[Extracted records]

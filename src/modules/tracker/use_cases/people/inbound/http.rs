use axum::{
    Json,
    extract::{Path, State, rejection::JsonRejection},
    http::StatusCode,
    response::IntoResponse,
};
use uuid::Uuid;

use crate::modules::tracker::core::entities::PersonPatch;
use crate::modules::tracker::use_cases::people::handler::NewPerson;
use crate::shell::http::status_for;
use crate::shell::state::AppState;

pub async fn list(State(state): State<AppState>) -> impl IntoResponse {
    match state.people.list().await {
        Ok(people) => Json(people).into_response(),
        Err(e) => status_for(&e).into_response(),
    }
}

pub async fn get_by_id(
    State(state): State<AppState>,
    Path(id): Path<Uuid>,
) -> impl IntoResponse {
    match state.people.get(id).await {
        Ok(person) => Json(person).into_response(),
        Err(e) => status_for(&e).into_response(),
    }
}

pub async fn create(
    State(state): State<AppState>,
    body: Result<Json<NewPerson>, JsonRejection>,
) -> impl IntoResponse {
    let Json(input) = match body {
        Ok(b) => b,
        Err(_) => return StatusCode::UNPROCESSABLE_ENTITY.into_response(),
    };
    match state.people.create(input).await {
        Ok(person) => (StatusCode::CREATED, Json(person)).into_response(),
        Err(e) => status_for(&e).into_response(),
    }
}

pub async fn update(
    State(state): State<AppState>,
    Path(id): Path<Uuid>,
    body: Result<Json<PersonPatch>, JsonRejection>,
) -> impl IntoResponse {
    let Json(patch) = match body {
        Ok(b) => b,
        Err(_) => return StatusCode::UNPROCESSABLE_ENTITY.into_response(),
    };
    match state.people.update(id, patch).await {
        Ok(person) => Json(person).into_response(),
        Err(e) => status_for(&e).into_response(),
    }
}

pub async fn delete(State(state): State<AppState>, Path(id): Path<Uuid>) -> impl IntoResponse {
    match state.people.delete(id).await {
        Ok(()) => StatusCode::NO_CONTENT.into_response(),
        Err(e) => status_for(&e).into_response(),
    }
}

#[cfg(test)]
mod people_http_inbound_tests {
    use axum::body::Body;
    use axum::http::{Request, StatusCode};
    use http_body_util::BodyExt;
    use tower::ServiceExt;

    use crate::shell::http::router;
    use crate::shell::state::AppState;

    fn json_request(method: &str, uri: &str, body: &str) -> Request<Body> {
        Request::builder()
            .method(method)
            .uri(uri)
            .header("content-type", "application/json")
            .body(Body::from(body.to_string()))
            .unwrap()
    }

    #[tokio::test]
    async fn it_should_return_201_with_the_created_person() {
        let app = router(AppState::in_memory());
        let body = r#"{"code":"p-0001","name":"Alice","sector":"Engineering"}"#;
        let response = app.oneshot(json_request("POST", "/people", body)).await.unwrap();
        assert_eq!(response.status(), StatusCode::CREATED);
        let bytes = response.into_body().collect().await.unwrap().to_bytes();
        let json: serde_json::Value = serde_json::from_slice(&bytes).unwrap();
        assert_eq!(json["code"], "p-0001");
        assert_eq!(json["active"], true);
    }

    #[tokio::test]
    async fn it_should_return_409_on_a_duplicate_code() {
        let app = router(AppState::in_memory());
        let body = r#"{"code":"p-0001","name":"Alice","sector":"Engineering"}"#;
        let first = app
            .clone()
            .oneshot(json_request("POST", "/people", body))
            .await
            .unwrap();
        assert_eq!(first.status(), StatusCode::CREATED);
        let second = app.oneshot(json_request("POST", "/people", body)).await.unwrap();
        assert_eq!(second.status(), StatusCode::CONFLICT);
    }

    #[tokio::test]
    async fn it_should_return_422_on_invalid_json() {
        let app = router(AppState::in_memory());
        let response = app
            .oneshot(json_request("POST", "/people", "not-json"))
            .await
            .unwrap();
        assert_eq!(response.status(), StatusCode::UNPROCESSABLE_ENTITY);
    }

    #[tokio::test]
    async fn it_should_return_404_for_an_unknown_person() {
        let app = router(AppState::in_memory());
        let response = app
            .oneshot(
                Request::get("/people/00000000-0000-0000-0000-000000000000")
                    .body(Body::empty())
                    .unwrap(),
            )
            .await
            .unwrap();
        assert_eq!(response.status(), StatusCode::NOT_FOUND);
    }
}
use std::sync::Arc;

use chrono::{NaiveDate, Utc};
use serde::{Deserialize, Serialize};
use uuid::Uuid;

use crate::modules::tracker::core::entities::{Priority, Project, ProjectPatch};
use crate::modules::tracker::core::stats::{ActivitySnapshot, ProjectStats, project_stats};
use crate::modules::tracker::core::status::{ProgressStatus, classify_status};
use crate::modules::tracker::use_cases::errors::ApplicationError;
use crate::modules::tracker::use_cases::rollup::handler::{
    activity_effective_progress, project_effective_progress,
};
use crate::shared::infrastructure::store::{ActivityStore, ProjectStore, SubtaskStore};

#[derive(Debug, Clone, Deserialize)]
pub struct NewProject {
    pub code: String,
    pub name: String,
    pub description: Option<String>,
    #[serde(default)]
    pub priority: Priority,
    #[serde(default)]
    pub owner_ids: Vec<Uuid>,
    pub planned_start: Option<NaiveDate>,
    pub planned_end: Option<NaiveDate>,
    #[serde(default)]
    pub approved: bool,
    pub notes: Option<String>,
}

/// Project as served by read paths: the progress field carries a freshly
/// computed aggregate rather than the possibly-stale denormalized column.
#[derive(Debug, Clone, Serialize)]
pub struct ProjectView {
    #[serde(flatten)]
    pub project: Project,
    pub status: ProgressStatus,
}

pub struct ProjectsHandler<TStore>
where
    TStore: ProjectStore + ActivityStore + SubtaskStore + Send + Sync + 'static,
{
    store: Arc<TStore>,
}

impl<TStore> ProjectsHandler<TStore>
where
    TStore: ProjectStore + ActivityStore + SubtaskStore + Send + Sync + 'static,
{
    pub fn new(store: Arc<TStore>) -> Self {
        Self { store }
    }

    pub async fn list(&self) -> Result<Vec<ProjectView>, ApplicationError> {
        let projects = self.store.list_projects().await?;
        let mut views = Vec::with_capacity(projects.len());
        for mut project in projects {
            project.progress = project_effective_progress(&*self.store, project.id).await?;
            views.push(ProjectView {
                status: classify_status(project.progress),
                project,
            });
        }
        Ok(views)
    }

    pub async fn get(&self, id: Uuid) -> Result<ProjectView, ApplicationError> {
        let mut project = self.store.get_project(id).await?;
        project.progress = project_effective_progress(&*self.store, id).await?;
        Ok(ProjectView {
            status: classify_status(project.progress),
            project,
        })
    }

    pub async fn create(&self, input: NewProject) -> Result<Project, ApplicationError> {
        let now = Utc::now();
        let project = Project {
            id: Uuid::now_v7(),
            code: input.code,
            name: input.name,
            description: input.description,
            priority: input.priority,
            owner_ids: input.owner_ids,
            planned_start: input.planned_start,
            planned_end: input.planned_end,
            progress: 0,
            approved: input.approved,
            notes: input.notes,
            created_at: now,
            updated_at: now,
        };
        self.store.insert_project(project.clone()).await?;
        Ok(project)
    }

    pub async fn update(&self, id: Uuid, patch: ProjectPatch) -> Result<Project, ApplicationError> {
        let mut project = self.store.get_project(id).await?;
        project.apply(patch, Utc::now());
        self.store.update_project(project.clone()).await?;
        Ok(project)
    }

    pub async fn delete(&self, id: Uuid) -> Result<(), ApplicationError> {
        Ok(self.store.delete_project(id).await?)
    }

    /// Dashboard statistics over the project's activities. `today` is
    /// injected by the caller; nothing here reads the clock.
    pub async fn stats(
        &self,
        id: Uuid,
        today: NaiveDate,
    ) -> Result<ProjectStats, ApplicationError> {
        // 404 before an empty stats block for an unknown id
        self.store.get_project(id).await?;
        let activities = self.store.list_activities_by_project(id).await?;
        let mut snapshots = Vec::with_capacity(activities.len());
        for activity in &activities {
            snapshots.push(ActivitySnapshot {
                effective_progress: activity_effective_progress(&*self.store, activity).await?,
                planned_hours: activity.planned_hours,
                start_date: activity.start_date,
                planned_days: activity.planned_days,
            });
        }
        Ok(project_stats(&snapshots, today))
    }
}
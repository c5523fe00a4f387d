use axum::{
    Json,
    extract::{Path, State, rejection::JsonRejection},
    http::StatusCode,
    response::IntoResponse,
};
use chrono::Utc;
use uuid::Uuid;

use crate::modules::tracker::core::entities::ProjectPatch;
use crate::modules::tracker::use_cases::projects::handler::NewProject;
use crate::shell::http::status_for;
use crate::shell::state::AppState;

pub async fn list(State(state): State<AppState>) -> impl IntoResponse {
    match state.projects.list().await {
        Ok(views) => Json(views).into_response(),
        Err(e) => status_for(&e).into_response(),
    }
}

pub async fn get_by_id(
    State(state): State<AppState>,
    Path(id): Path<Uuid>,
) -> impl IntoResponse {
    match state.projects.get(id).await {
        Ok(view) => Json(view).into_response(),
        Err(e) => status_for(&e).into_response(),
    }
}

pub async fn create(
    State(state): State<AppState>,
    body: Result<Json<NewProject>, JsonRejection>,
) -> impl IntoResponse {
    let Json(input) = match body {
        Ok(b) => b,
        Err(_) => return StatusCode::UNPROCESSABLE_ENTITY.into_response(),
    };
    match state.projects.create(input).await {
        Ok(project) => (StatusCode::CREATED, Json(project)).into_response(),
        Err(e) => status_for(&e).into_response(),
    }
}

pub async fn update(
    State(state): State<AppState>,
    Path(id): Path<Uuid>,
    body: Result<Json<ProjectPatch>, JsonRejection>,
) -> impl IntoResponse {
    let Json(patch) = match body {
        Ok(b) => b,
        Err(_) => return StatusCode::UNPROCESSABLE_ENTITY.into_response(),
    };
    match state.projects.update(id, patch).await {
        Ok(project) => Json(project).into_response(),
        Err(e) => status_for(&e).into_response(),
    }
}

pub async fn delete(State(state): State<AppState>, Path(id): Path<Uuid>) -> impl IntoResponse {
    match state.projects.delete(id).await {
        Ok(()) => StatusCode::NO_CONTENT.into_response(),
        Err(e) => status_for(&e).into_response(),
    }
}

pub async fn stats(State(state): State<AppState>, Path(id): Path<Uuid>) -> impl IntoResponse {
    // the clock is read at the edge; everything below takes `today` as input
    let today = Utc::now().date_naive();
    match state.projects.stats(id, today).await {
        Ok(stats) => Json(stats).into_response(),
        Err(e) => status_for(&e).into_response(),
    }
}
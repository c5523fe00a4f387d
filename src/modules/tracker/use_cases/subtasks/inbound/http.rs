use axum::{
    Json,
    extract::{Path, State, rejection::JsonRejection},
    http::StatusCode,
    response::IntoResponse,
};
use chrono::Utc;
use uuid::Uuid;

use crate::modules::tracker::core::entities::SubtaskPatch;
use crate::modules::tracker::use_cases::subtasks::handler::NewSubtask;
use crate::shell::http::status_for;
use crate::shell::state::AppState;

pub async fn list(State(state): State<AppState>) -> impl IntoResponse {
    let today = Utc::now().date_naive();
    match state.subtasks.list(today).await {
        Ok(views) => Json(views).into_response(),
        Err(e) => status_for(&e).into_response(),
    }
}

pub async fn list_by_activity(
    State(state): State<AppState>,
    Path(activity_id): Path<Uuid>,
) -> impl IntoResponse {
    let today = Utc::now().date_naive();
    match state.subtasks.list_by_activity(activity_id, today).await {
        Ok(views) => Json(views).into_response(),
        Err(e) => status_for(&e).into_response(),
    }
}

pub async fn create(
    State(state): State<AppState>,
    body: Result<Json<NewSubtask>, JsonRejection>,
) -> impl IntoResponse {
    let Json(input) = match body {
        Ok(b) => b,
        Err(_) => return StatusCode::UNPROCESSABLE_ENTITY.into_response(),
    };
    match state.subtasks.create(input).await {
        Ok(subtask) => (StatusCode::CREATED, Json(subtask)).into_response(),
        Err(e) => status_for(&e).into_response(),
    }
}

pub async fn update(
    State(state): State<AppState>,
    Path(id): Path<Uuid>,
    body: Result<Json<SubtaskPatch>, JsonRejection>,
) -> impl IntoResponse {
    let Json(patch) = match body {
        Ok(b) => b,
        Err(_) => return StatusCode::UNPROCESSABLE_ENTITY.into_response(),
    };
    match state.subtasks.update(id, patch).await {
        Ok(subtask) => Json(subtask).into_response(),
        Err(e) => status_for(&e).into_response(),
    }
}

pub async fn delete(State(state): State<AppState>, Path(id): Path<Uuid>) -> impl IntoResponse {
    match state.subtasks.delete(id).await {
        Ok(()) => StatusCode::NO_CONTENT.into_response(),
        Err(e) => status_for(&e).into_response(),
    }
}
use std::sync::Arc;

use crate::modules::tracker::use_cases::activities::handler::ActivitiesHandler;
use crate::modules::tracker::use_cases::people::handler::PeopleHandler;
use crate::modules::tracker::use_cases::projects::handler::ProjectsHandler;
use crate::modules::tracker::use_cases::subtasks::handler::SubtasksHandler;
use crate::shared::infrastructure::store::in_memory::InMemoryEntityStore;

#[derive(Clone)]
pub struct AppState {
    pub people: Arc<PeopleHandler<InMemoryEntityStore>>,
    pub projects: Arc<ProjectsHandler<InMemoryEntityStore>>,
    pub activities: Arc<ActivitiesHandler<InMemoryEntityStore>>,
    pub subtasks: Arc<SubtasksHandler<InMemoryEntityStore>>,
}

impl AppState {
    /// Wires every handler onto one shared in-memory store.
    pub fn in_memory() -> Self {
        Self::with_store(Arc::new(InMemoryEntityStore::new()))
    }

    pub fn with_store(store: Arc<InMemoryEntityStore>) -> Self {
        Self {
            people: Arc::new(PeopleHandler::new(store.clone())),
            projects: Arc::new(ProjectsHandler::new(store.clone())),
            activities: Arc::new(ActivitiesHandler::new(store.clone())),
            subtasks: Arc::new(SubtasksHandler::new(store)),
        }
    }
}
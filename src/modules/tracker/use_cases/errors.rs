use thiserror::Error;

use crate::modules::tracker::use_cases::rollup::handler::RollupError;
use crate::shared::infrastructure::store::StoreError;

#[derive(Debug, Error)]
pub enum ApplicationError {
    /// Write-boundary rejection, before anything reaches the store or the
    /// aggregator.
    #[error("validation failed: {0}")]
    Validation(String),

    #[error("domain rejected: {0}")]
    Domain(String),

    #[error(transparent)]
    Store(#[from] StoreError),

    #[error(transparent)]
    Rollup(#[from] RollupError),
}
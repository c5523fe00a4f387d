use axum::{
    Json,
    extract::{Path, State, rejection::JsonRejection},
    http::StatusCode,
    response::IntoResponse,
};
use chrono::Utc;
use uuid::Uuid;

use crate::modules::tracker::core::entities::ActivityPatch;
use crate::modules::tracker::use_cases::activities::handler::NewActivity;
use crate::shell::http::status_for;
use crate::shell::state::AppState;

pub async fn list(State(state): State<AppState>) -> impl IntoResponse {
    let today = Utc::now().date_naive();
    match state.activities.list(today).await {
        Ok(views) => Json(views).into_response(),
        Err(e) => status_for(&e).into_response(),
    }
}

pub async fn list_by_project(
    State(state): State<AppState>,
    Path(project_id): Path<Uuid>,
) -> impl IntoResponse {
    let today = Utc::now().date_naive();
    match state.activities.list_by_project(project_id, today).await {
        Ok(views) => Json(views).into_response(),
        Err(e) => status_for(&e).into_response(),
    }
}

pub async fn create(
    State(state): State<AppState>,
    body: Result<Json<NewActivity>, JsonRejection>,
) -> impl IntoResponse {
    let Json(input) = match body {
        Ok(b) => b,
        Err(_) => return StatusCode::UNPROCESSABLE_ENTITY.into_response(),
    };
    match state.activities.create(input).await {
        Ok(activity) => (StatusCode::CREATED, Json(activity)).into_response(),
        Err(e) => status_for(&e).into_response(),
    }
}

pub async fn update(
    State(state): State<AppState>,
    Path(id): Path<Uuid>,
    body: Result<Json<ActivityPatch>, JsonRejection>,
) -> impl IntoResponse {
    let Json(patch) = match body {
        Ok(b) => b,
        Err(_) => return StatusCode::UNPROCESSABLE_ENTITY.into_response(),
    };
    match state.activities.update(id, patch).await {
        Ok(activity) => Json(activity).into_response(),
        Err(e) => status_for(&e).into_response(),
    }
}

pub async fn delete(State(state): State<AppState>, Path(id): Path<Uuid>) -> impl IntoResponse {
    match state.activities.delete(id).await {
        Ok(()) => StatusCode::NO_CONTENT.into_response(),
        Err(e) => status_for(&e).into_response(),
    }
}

[/Extracted records]

Task => On how many lines of the data does the word "errors" appear? Reply with the number alone.

Response area => 2